▶ **DIRECTIONS**:
Tell how many lines in the data hold "dispatcher", giving that figure alone.

╔══

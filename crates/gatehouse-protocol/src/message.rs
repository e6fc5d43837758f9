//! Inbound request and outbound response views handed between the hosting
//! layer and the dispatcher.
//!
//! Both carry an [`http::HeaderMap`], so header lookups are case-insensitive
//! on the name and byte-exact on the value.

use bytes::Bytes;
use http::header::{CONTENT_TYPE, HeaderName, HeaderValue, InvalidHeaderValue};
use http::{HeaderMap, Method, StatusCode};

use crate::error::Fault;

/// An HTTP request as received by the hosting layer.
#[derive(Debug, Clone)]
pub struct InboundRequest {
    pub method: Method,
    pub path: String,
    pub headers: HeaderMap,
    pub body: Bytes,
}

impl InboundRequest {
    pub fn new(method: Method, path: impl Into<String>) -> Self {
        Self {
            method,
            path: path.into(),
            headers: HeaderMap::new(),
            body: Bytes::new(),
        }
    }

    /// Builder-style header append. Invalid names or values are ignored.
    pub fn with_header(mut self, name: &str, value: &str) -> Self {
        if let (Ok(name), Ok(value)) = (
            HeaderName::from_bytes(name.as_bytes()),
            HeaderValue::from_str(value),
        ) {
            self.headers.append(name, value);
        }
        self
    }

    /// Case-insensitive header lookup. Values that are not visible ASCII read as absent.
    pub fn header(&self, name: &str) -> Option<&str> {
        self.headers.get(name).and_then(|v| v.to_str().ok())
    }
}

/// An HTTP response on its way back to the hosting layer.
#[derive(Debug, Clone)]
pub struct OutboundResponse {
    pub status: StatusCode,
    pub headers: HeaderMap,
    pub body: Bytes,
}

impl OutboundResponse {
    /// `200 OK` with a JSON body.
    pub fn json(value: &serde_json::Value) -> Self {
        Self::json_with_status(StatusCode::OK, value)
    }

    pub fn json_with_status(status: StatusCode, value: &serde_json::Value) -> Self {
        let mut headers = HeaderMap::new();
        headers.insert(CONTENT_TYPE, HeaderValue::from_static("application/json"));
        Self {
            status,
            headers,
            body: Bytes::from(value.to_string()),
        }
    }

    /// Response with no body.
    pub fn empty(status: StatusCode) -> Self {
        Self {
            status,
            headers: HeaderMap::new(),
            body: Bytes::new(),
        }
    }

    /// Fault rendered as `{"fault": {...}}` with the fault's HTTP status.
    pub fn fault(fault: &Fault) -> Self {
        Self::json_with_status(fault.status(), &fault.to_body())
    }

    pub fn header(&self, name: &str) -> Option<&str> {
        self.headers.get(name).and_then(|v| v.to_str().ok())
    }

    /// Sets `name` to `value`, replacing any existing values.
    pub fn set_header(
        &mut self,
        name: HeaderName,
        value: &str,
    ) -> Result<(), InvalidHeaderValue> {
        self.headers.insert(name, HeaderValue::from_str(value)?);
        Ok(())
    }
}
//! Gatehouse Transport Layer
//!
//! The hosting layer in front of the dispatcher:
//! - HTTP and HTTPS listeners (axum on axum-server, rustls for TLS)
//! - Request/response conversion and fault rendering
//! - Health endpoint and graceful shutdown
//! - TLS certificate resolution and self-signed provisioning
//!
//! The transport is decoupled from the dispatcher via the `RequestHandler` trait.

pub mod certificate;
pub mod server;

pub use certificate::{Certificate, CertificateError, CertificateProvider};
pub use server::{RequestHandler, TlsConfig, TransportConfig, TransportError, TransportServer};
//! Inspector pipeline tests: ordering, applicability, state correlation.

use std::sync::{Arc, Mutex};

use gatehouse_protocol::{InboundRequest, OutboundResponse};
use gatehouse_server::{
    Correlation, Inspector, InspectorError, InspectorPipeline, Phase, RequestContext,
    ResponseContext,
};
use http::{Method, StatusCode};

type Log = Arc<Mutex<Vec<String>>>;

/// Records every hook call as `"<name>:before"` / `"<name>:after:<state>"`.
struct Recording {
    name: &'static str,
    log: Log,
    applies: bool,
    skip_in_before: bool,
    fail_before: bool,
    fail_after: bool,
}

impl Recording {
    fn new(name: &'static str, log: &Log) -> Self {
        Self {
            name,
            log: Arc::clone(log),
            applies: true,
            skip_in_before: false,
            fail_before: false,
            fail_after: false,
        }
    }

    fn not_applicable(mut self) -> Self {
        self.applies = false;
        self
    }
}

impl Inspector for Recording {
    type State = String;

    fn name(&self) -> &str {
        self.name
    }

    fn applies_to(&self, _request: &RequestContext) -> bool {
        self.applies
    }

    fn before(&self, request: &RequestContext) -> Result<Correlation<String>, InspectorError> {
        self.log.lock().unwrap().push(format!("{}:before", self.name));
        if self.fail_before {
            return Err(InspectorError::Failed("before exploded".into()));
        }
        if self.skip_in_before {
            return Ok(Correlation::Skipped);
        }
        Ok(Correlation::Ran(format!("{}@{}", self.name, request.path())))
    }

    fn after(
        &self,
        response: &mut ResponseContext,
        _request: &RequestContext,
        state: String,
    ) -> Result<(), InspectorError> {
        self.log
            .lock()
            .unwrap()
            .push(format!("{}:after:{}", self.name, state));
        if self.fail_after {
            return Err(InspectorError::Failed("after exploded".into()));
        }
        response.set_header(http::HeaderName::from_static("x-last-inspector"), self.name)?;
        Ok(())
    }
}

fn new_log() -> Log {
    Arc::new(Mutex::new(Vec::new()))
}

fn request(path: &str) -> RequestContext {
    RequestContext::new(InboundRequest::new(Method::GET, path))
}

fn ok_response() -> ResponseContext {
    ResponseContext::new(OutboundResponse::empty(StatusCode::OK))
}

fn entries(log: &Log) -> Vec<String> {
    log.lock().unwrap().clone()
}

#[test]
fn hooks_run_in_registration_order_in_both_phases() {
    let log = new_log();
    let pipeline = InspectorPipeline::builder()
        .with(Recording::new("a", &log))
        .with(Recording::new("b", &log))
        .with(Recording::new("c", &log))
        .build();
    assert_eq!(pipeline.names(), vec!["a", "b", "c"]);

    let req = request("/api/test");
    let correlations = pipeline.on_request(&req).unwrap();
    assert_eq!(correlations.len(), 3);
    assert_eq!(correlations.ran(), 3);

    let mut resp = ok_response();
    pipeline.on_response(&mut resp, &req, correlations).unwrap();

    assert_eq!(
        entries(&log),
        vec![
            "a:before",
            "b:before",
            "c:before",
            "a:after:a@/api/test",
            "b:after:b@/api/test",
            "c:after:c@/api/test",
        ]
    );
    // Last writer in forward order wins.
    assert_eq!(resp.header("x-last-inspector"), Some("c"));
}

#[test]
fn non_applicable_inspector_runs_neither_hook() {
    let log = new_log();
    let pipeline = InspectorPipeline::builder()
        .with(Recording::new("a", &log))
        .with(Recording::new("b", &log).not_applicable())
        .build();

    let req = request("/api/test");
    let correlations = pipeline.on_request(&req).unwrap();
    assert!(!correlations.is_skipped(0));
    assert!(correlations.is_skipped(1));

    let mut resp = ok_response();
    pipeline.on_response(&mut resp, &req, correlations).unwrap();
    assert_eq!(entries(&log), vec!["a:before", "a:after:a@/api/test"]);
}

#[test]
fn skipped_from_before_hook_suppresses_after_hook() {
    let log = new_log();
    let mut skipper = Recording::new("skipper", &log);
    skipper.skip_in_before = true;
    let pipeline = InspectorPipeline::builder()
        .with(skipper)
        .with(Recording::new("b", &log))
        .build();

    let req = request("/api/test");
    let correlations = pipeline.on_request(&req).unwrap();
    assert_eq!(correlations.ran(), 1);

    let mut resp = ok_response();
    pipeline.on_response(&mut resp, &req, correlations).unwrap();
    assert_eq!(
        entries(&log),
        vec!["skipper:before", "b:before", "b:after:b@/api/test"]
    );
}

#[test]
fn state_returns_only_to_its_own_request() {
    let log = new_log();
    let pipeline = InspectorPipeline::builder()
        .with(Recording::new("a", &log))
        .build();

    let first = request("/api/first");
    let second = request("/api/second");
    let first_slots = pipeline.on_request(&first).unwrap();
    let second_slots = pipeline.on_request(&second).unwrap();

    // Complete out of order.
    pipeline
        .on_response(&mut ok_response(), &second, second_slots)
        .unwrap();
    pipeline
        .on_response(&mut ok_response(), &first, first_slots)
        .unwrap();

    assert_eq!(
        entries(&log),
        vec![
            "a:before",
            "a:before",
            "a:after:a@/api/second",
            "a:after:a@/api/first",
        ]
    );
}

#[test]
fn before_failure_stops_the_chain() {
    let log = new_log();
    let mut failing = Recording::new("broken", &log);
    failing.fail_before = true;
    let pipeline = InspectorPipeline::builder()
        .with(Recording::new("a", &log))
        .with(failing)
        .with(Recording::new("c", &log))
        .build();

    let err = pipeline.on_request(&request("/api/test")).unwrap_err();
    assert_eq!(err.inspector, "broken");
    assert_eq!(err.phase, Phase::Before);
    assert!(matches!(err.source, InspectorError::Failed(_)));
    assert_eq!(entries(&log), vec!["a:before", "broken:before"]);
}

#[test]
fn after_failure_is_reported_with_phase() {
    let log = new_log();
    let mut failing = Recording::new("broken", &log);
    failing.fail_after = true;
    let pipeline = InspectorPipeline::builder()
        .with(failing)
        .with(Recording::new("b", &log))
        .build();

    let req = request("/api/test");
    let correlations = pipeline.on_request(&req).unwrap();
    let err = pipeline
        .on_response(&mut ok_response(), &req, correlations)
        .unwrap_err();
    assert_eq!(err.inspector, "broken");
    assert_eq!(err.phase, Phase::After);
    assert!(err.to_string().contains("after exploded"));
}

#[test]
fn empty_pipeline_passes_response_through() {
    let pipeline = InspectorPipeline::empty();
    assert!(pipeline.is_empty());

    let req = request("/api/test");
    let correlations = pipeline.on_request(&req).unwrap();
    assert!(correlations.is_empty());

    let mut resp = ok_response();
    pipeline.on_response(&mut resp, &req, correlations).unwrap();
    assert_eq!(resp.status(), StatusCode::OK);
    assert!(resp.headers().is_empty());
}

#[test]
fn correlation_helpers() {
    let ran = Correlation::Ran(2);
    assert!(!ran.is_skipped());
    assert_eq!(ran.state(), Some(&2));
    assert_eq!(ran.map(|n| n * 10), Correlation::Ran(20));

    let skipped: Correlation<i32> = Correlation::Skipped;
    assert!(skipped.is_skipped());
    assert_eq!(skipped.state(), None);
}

╚══

▶ **COMPLETED TASK**:
3